The Condominium Act (D.C. Code § 42-1903.13) establishes that condominium associations are given “super-priority” lien status for the most recent six-months of arrearages they are owed; according to recent rulings, this lien status places the association’s lien ahead of any first deed of trust in foreclosure priority. Presumably, the original purpose for this statute was simply to make sure condominium associations received payment for their most recent arrearages in foreclosure actions.
In March of 2018, the District of Columbia Court of Appeals decided the case Liu v. U.S. Bank N.A.. In this case, a condominium association foreclosed on an $11,000.00 condo lien for unpaid dues. The lienor noted that the property would be sold subject to the first deed of trust. When the lender attempted to foreclose on the property to enforce its first deed of trust, the court ruled that the condominium’s foreclosure extinguished the first deed of trust under the D.C. Condominium Act, since a condominium association cannot waive their super-priority status.
Last month, the District of Columbia Court of Appeals issued its opinion in the case 4700 Conn 305 Trust v. Capital One, wherein a condominium association foreclosed on a condo lien for $6,000.00. Again, the lienor noted that the property would be sold subject to the first deed of trust; however, the court held that the condominium association’s liens were split into two liens of differing priority and the first six-month super-priority lien effectively extinguished the underlying first deed of trust.

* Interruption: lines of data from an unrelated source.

//! ldk-reminder
//!
//! Reminder evaluation for the Meridian and MKL channels.
//!
//! Rules:
//! - A channel fires only on the exact configured `HH:MM` minute of the
//!   shop's wall clock (Meridian additionally on configured weekdays).
//!   A skipped minute is not caught up.
//! - It fires only when at least one order qualifies and no snooze marker
//!   covers `now`.
//! - Dismissal persists nothing; the next matching tick fires again.
//! - A missing or malformed snooze marker means "not snoozed".
//!
//! Pure deterministic logic. No store access, no wall-clock reads: the
//! runtime supplies `now`, the wall clock and the candidate rows.

mod cue;
mod engine;
mod types;

pub use cue::notification_cue;
pub use engine::{
    active_snooze, evaluate_channel, is_stale, mkl_cutoff, qualifying_rows, snooze_until,
    trigger_matches,
};
pub use types::*;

If you hold first deeds of trust for condominium units in the District of Columbia, be alert to foreclosure notices of HOAs and condominium association liens. Even if the condominium association agrees to foreclose subject to your first deed of trust, your lien may be extinguished by the super-priority lien foreclosure. To the extent that your institution lends in the District of Colombia, this is an important issue of which to be aware. Currently, Maryland statute limits super-priority liens to the last four months of condominium arrearages and limits the amount to $1,200.00, which can be enforced through the Maryland Contract Lien Act via a foreclosure action; Maryland courts have not yet addressed the question of whether the Condominium Act extinguishes first deeds of trusts in foreclosure actions.